‘ALAIKUM BI-ASHIDQI
Oleh : Wiharno. S.Ag
Jujur adalah sebuah kata sederhana yang sering kita ucapkan, bahkan lisan kita sampai beribu kali melafalkannya, pun sangat familier di indera pendengaran kita. Namun faktanya menjadi sesuatu yang sangat sulit kita temukan dalam aplikasi kehidupan kita sehari-hari. Jujur seharusnya menjadi sebuah harga mati bagi kita, bagi pribadi setiap pribadi muslim. Rosul pernah bersabda : “Hendaklah kamu sekalian jujur karena sesungguhnya jujur itu menunjukkan kepada kebajikan dan bahwasanya kebajikan itu membimbing kita ke surga.”
Jujur adalah kunci sukses bagi setiap orang, banyak fakta telah mengajarkan kepada kita. Bukankah Rosulullah sukses besar dalam memimpin umat karena kejujuran beliau, bukan karena gelar kesarjanaan beliau dan bahkan beliau dikenal sebagai nabi yang “ummiy” yang berarti tidak dapat membaca dan menulis. Namun berkat kejujuran beliau sifat ummiy, yang seharusnya menjadi aib bagi orang lain namun justru jadi mukjizat bagi beliau sehingga mampu menepis anggapan bahwa Al Qur’an adalah karangan nabi Muhammad SAW, namun betul-betul wahyu Allah yang diturunkan kepada beliau. Contoh lain adalah Bill Gate, ia seorang non muslim yang berkat kejujurannya dalam manajemen ia sukses memimpin Perusahaan Software IBM dan menjadi orang terkaya di dunia saat ini, berkat kejujurannya ia sangat dicintai karyawannya. Pernah dalam suatu kesempatan ia berkata :
You can burn my building
You can fescinate the factory
But left me the employers, I will rebuild my empire again.

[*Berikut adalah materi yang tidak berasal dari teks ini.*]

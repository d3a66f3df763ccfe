use std::path::PathBuf;

use serde::Deserialize;
use serde::Serialize;

use super::invalid;
use crate::Result;

#[derive(Debug, Serialize, Deserialize, Clone)]
pub struct CacheConfig {
    /// Directory of the sled database holding cell baselines
    #[serde(default = "default_db_path")]
    pub db_path: PathBuf,

    /// Keys are stored as `<prefix>:<row>:<column name>`
    #[serde(default = "default_key_prefix")]
    pub key_prefix: String,
}

impl Default for CacheConfig {
    fn default() -> Self {
        Self {
            db_path: default_db_path(),
            key_prefix: default_key_prefix(),
        }
    }
}

impl CacheConfig {
    pub fn validate(&self) -> Result<()> {
        if self.db_path.as_os_str().is_empty() {
            return Err(invalid("cache.db_path cannot be empty"));
        }
        if self.key_prefix.is_empty() || self.key_prefix.contains(':') {
            return Err(invalid(format!(
                "cache.key_prefix '{}' must be non-empty and must not contain ':'",
                self.key_prefix
            )));
        }
        Ok(())
    }
}

fn default_db_path() -> PathBuf {
    PathBuf::from("./db/cache")
}
fn default_key_prefix() -> String {
    "cell".to_string()
}
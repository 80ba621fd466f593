use serde::{Deserialize, Serialize};

#[derive(Debug, Clone, Serialize, Deserialize)]
pub struct Barber {
    pub id: i64,
    pub name: String,
    pub specialty: String,
    pub bio: Option<String>,
    pub image_url: Option<String>,
}
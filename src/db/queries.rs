use chrono::{NaiveDate, NaiveDateTime, NaiveTime, Utc};
use rusqlite::{params, Connection};

use crate::models::{Barber, Reservation, ReservationStatus, Service, SiteConfig};

const DATE_FMT: &str = "%Y-%m-%d";
const TIME_FMT: &str = "%H:%M";
const STAMP_FMT: &str = "%Y-%m-%d %H:%M:%S";

// ── Services ──

pub fn list_services(conn: &Connection) -> anyhow::Result<Vec<Service>> {
    let mut stmt = conn.prepare(
        "SELECT id, name, duration_minutes, price_cents, description, image_url
         FROM services ORDER BY name ASC",
    )?;

    let rows = stmt.query_map([], parse_service_row)?;

    let mut services = vec![];
    for row in rows {
        services.push(row?);
    }
    Ok(services)
}

pub fn get_service(conn: &Connection, id: i64) -> anyhow::Result<Option<Service>> {
    let result = conn.query_row(
        "SELECT id, name, duration_minutes, price_cents, description, image_url
         FROM services WHERE id = ?1",
        params![id],
        parse_service_row,
    );

    match result {
        Ok(service) => Ok(Some(service)),
        Err(rusqlite::Error::QueryReturnedNoRows) => Ok(None),
        Err(e) => Err(e.into()),
    }
}

pub fn create_service(
    conn: &Connection,
    name: &str,
    duration_minutes: i32,
    price_cents: i64,
    description: Option<&str>,
    image_url: Option<&str>,
) -> anyhow::Result<i64> {
    conn.execute(
        "INSERT INTO services (name, duration_minutes, price_cents, description, image_url)
         VALUES (?1, ?2, ?3, ?4, ?5)",
        params![name, duration_minutes, price_cents, description, image_url],
    )?;
    Ok(conn.last_insert_rowid())
}

pub fn update_service(conn: &Connection, service: &Service) -> anyhow::Result<bool> {
    let count = conn.execute(
        "UPDATE services SET name = ?1, duration_minutes = ?2, price_cents = ?3,
            description = ?4, image_url = ?5 WHERE id = ?6",
        params![
            service.name,
            service.duration_minutes,
            service.price_cents,
            service.description,
            service.image_url,
            service.id,
        ],
    )?;
    Ok(count > 0)
}

pub fn delete_service(conn: &Connection, id: i64) -> anyhow::Result<bool> {
    let count = conn.execute("DELETE FROM services WHERE id = ?1", params![id])?;
    Ok(count > 0)
}

fn parse_service_row(row: &rusqlite::Row) -> rusqlite::Result<Service> {
    Ok(Service {
        id: row.get(0)?,
        name: row.get(1)?,
        duration_minutes: row.get(2)?,
        price_cents: row.get(3)?,
        description: row.get(4)?,
        image_url: row.get(5)?,
    })
}

// ── Barbers ──

pub fn list_barbers(conn: &Connection) -> anyhow::Result<Vec<Barber>> {
    let mut stmt = conn.prepare(
        "SELECT id, name, specialty, bio, image_url FROM barbers ORDER BY name ASC",
    )?;

    let rows = stmt.query_map([], parse_barber_row)?;

    let mut barbers = vec![];
    for row in rows {
        barbers.push(row?);
    }
    Ok(barbers)
}

pub fn get_barber(conn: &Connection, id: i64) -> anyhow::Result<Option<Barber>> {
    let result = conn.query_row(
        "SELECT id, name, specialty, bio, image_url FROM barbers WHERE id = ?1",
        params![id],
        parse_barber_row,
    );

    match result {
        Ok(barber) => Ok(Some(barber)),
        Err(rusqlite::Error::QueryReturnedNoRows) => Ok(None),
        Err(e) => Err(e.into()),
    }
}

pub fn create_barber(
    conn: &Connection,
    name: &str,
    specialty: &str,
    bio: Option<&str>,
    image_url: Option<&str>,
) -> anyhow::Result<i64> {
    conn.execute(
        "INSERT INTO barbers (name, specialty, bio, image_url) VALUES (?1, ?2, ?3, ?4)",
        params![name, specialty, bio, image_url],
    )?;
    Ok(conn.last_insert_rowid())
}

pub fn update_barber(conn: &Connection, barber: &Barber) -> anyhow::Result<bool> {
    let count = conn.execute(
        "UPDATE barbers SET name = ?1, specialty = ?2, bio = ?3, image_url = ?4 WHERE id = ?5",
        params![
            barber.name,
            barber.specialty,
            barber.bio,
            barber.image_url,
            barber.id,
        ],
    )?;
    Ok(count > 0)
}

pub fn delete_barber(conn: &Connection, id: i64) -> anyhow::Result<bool> {
    let count = conn.execute("DELETE FROM barbers WHERE id = ?1", params![id])?;
    Ok(count > 0)
}

fn parse_barber_row(row: &rusqlite::Row) -> rusqlite::Result<Barber> {
    Ok(Barber {
        id: row.get(0)?,
        name: row.get(1)?,
        specialty: row.get(2)?,
        bio: row.get(3)?,
        image_url: row.get(4)?,
    })
}

// ── Reservations ──

pub struct NewReservation {
    pub service_id: i64,
    pub date: NaiveDate,
    pub start_time: NaiveTime,
    pub end_time: NaiveTime,
    pub user_name: String,
    pub user_phone: String,
    pub status: ReservationStatus,
}

pub fn insert_reservation(conn: &Connection, new: &NewReservation) -> anyhow::Result<i64> {
    let now = Utc::now().naive_utc().format(STAMP_FMT).to_string();
    conn.execute(
        "INSERT INTO reservations
            (service_id, date, start_time, end_time, user_name, user_phone, status, created_at, updated_at)
         VALUES (?1, ?2, ?3, ?4, ?5, ?6, ?7, ?8, ?8)",
        params![
            new.service_id,
            new.date.format(DATE_FMT).to_string(),
            new.start_time.format(TIME_FMT).to_string(),
            new.end_time.format(TIME_FMT).to_string(),
            new.user_name,
            new.user_phone,
            new.status.as_str(),
            now,
        ],
    )?;
    Ok(conn.last_insert_rowid())
}

/// True when a non-cancelled reservation already starts exactly at this slot.
pub fn slot_taken(conn: &Connection, date: &NaiveDate, start: &NaiveTime) -> anyhow::Result<bool> {
    let count: i64 = conn.query_row(
        "SELECT COUNT(*) FROM reservations
         WHERE date = ?1 AND start_time = ?2 AND status != 'cancelled'",
        params![
            date.format(DATE_FMT).to_string(),
            start.format(TIME_FMT).to_string()
        ],
        |row| row.get(0),
    )?;
    Ok(count > 0)
}

pub fn booked_start_times(conn: &Connection, date: &NaiveDate) -> anyhow::Result<Vec<NaiveTime>> {
    let mut stmt = conn.prepare(
        "SELECT start_time FROM reservations
         WHERE date = ?1 AND status != 'cancelled' ORDER BY start_time ASC",
    )?;

    let rows = stmt.query_map(params![date.format(DATE_FMT).to_string()], |row| {
        row.get::<_, String>(0)
    })?;

    let mut times = vec![];
    for row in rows {
        let raw = row?;
        times.push(
            NaiveTime::parse_from_str(&raw, TIME_FMT)
                .map_err(|e| anyhow::anyhow!("bad start_time {raw:?} in reservations: {e}"))?,
        );
    }
    Ok(times)
}

pub fn get_reservation(conn: &Connection, id: i64) -> anyhow::Result<Option<Reservation>> {
    let result = conn.query_row(
        "SELECT id, service_id, date, start_time, end_time, user_name, user_phone, status, created_at, updated_at
         FROM reservations WHERE id = ?1",
        params![id],
        |row| Ok(parse_reservation_row(row)),
    );

    match result {
        Ok(reservation) => Ok(Some(reservation?)),
        Err(rusqlite::Error::QueryReturnedNoRows) => Ok(None),
        Err(e) => Err(e.into()),
    }
}

/// All reservations newest-first, joined with the booked service's name for
/// the staff list.
pub fn list_reservations(conn: &Connection) -> anyhow::Result<Vec<(Reservation, String)>> {
    let mut stmt = conn.prepare(
        "SELECT r.id, r.service_id, r.date, r.start_time, r.end_time, r.user_name, r.user_phone,
                r.status, r.created_at, r.updated_at, s.name
         FROM reservations r
         INNER JOIN services s ON s.id = r.service_id
         ORDER BY r.date DESC, r.start_time DESC",
    )?;

    let rows = stmt.query_map([], |row| {
        let name: String = row.get(10)?;
        Ok((parse_reservation_row(row), name))
    })?;

    let mut reservations = vec![];
    for row in rows {
        let (reservation, name) = row?;
        reservations.push((reservation?, name));
    }
    Ok(reservations)
}

pub fn update_reservation_status(
    conn: &Connection,
    id: i64,
    status: ReservationStatus,
) -> anyhow::Result<bool> {
    let now = Utc::now().naive_utc().format(STAMP_FMT).to_string();
    let count = conn.execute(
        "UPDATE reservations SET status = ?1, updated_at = ?2 WHERE id = ?3",
        params![status.as_str(), now, id],
    )?;
    Ok(count > 0)
}

fn parse_reservation_row(row: &rusqlite::Row) -> anyhow::Result<Reservation> {
    let date_str: String = row.get(2)?;
    let start_str: String = row.get(3)?;
    let end_str: String = row.get(4)?;
    let status_str: String = row.get(7)?;
    let created_at_str: String = row.get(8)?;
    let updated_at_str: String = row.get(9)?;

    Ok(Reservation {
        id: row.get(0)?,
        service_id: row.get(1)?,
        date: NaiveDate::parse_from_str(&date_str, DATE_FMT)
            .map_err(|e| anyhow::anyhow!("bad date {date_str:?}: {e}"))?,
        start_time: NaiveTime::parse_from_str(&start_str, TIME_FMT)
            .map_err(|e| anyhow::anyhow!("bad start_time {start_str:?}: {e}"))?,
        end_time: NaiveTime::parse_from_str(&end_str, TIME_FMT)
            .map_err(|e| anyhow::anyhow!("bad end_time {end_str:?}: {e}"))?,
        user_name: row.get(5)?,
        user_phone: row.get(6)?,
        status: ReservationStatus::parse(&status_str),
        created_at: NaiveDateTime::parse_from_str(&created_at_str, STAMP_FMT)
            .unwrap_or_else(|_| Utc::now().naive_utc()),
        updated_at: NaiveDateTime::parse_from_str(&updated_at_str, STAMP_FMT)
            .unwrap_or_else(|_| Utc::now().naive_utc()),
    })
}

// ── Finance ──

pub struct CompletedBooking {
    pub date: NaiveDate,
    pub service_name: String,
    pub price_cents: i64,
}

/// Completed reservations whose date falls in [first, last], joined with the
/// service price, oldest first.
pub fn completed_in_range(
    conn: &Connection,
    first: &NaiveDate,
    last: &NaiveDate,
) -> anyhow::Result<Vec<CompletedBooking>> {
    let mut stmt = conn.prepare(
        "SELECT r.date, s.name, s.price_cents
         FROM reservations r
         INNER JOIN services s ON s.id = r.service_id
         WHERE r.status = 'completed' AND r.date >= ?1 AND r.date <= ?2
         ORDER BY r.date ASC, r.start_time ASC",
    )?;

    let rows = stmt.query_map(
        params![
            first.format(DATE_FMT).to_string(),
            last.format(DATE_FMT).to_string()
        ],
        |row| {
            let date_str: String = row.get(0)?;
            let service_name: String = row.get(1)?;
            let price_cents: i64 = row.get(2)?;
            Ok((date_str, service_name, price_cents))
        },
    )?;

    let mut bookings = vec![];
    for row in rows {
        let (date_str, service_name, price_cents) = row?;
        bookings.push(CompletedBooking {
            date: NaiveDate::parse_from_str(&date_str, DATE_FMT)
                .map_err(|e| anyhow::anyhow!("bad date {date_str:?}: {e}"))?,
            service_name,
            price_cents,
        });
    }
    Ok(bookings)
}

// ── Site config ──

pub fn get_site_config(conn: &Connection) -> anyhow::Result<Option<SiteConfig>> {
    let result = conn.query_row(
        "SELECT shop_name, tagline, about_text, logo_url FROM site_config WHERE id = 1",
        [],
        |row| {
            Ok(SiteConfig {
                shop_name: row.get(0)?,
                tagline: row.get(1)?,
                about_text: row.get(2)?,
                logo_url: row.get(3)?,
            })
        },
    );

    match result {
        Ok(config) => Ok(Some(config)),
        Err(rusqlite::Error::QueryReturnedNoRows) => Ok(None),
        Err(e) => Err(e.into()),
    }
}

/// Create the single config row if it does not exist yet. Called once at
/// startup; a row that is already present is left untouched.
pub fn ensure_site_config(conn: &Connection, default: &SiteConfig) -> anyhow::Result<()> {
    conn.execute(
        "INSERT OR IGNORE INTO site_config (id, shop_name, tagline, about_text, logo_url)
         VALUES (1, ?1, ?2, ?3, ?4)",
        params![
            default.shop_name,
            default.tagline,
            default.about_text,
            default.logo_url
        ],
    )?;
    Ok(())
}

pub fn update_site_config(conn: &Connection, config: &SiteConfig) -> anyhow::Result<()> {
    conn.execute(
        "UPDATE site_config SET shop_name = ?1, tagline = ?2, about_text = ?3,
            logo_url = ?4, updated_at = datetime('now') WHERE id = 1",
        params![
            config.shop_name,
            config.tagline,
            config.about_text,
            config.logo_url
        ],
    )?;
    Ok(())
}
use chrono::{NaiveDate, NaiveTime};
use rusqlite::Connection;

use crate::db::queries;

/// Slot width in minutes; also the fixed length of every appointment.
pub const SLOT_MINUTES: u32 = 30;

/// All half-hour marks from `open_hour` up to, but excluding, `close_hour`.
pub fn slot_grid(open_hour: u32, close_hour: u32) -> Vec<NaiveTime> {
    let mut slots = vec![];
    let mut hour = open_hour;
    let mut minute = 0;
    while hour < close_hour {
        if let Some(t) = NaiveTime::from_hms_opt(hour, minute, 0) {
            slots.push(t);
        }
        minute += SLOT_MINUTES;
        if minute >= 60 {
            minute -= 60;
            hour += 1;
        }
    }
    slots
}

/// Bookable start times for a date, in order. A slot is removed only when a
/// non-cancelled reservation starts exactly at it; a service that runs longer
/// than one slot does not shade the marks it spills into. That is the shop's
/// booking policy (appointments occupy exactly one slot, see
/// `booking::FIXED_SLOT_MINUTES`), not an overlap computation.
pub fn available_slots(
    conn: &Connection,
    date: &NaiveDate,
    open_hour: u32,
    close_hour: u32,
) -> anyhow::Result<Vec<NaiveTime>> {
    let taken = queries::booked_start_times(conn, date)?;

    Ok(slot_grid(open_hour, close_hour)
        .into_iter()
        .filter(|slot| !taken.contains(slot))
        .collect())
}

#[cfg(test)]
mod tests {
    use super::*;
    use crate::db;
    use crate::models::ReservationStatus;

    fn setup_db() -> Connection {
        let conn = db::init_db(":memory:").unwrap();
        queries::create_service(&conn, "Haircut", 30, 2500, None, None).unwrap();
        conn
    }

    fn book(conn: &Connection, date: &str, start: &str, end: &str, status: ReservationStatus) {
        let new = queries::NewReservation {
            service_id: 1,
            date: NaiveDate::parse_from_str(date, "%Y-%m-%d").unwrap(),
            start_time: NaiveTime::parse_from_str(start, "%H:%M").unwrap(),
            end_time: NaiveTime::parse_from_str(end, "%H:%M").unwrap(),
            user_name: "Alice".to_string(),
            user_phone: "+15551110000".to_string(),
            status,
        };
        queries::insert_reservation(conn, &new).unwrap();
    }

    fn fmt(slots: &[NaiveTime]) -> Vec<String> {
        slots.iter().map(|t| t.format("%H:%M").to_string()).collect()
    }

    #[test]
    fn test_empty_date_returns_full_grid() {
        let conn = setup_db();
        let date = NaiveDate::from_ymd_opt(2025, 6, 16).unwrap();
        let slots = available_slots(&conn, &date, 10, 19).unwrap();

        assert_eq!(slots.len(), 18);
        assert_eq!(fmt(&slots)[0], "10:00");
        assert_eq!(fmt(&slots)[17], "18:30");
    }

    #[test]
    fn test_booked_slot_is_removed() {
        let conn = setup_db();
        book(&conn, "2025-06-16", "14:00", "14:30", ReservationStatus::Confirmed);

        let date = NaiveDate::from_ymd_opt(2025, 6, 16).unwrap();
        let slots = fmt(&available_slots(&conn, &date, 10, 19).unwrap());

        assert!(!slots.contains(&"14:00".to_string()));
        assert_eq!(slots.len(), 17);
    }

    #[test]
    fn test_long_service_does_not_shade_neighbours() {
        let conn = setup_db();
        // A 60-minute booking still only blocks its own start mark.
        book(&conn, "2025-06-16", "14:00", "15:00", ReservationStatus::Confirmed);

        let date = NaiveDate::from_ymd_opt(2025, 6, 16).unwrap();
        let slots = fmt(&available_slots(&conn, &date, 10, 19).unwrap());

        assert!(!slots.contains(&"14:00".to_string()));
        assert!(slots.contains(&"13:30".to_string()));
        assert!(slots.contains(&"14:30".to_string()));
    }

    #[test]
    fn test_cancelled_reservation_frees_slot() {
        let conn = setup_db();
        book(&conn, "2025-06-16", "14:00", "14:30", ReservationStatus::Cancelled);

        let date = NaiveDate::from_ymd_opt(2025, 6, 16).unwrap();
        let slots = fmt(&available_slots(&conn, &date, 10, 19).unwrap());

        assert!(slots.contains(&"14:00".to_string()));
        assert_eq!(slots.len(), 18);
    }

    #[test]
    fn test_other_dates_do_not_interfere() {
        let conn = setup_db();
        book(&conn, "2025-06-17", "14:00", "14:30", ReservationStatus::Confirmed);

        let date = NaiveDate::from_ymd_opt(2025, 6, 16).unwrap();
        let slots = available_slots(&conn, &date, 10, 19).unwrap();
        assert_eq!(slots.len(), 18);
    }

    #[test]
    fn test_grid_respects_configured_hours() {
        let slots = fmt(&slot_grid(9, 12));
        assert_eq!(slots, vec!["09:00", "09:30", "10:00", "10:30", "11:00", "11:30"]);
    }
}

Ada kata mutiara dari orang Arab mengatakan “Kejujuran akan mengatarkan ke tataran orang-orang yang baik (Abrar) dan sebab kejujuran pula akan mengantar kesuksesan. Orang Jawa pun punya pepatah yang mengatakan “Ajiing diri gumantung ono ing lathi”. Dan masih banyak lagi mutiara kata tentang kejujuran yang sering menghiasai setiap ucapan kita. Namun sayang rupanya kejujuran merupakan sesuatu yang sangat langka dalam kenyataanya, kejujuran hanya retorika belaka dalam kehidupan negeri kita. Kita harus malu dengan kondisi kita, kondisi Negara kita yang menjadi pusat ketidakjujuran sehingga kita berpredikat Negara terkorup di duni rangking tiga (3). Bahkan penegakan hukum di negeri kita untuk memberantas ketidakjujuran juga masih tebang pilih, sehingga hanya yang kecil saja yang tercover. Sehingga ada anekdot yang menyebutkan : “Jerat Hukum di Indonesia bagaikan sarang laba-laba.” Jadi yang terjerat hanya lalat, nyamuk dan yang kecil-kecil saja. Coba kita bayangkan kalau yang lewat kelelawar, codot, burung hantu mampaukah jerat laba-laba maupun menahannya?
Mari kita renungkan kembali firman Allah dalam Al Qur’an yang artinya : Wahai orang-orang yang beriman, bertaqwalah beserta orang-orang yang jujur. Jelas disini bahwa kejujuran equvalent dengan ketakwaan, orang yang jujur adalah orang yang taqwa dan orang yang taqwa adalah orang yang jujur. Bukankah setiap ibadah (shalat, zakat, puasa dan haji) yang kita lakukan dalam rangka membentuk pribadi yang taqwa. Ada secercah harapan yang masih tersisa dimana masih hangat dalam ingatan kita ketika beberapa waktu yang lalu salah satu SMU di Jakarta (SMU N 13) sebelum ujian seluruh siswa mengadakan ikrar untuk tidak “nyontek” lagi. Kita satlu dan perlu mengikuti jejak mereka, anak-anak kita. Mari kita meniti kembali untuk mencapai sesuatu yang tak ternilai harganya yang mungkin selama ini sengaja ataupun tidak kita abaikan dan kita jauhi, hal ini mungkin karena kita telah muslim sejak kecil (Islam keturunan) sehingga kita hanya mampu berkata “jujur” tapi kita sendiri sering berbuat sebaiknya. Hanya satu kata yang kita butuhkan “BERANI” untuk jujur.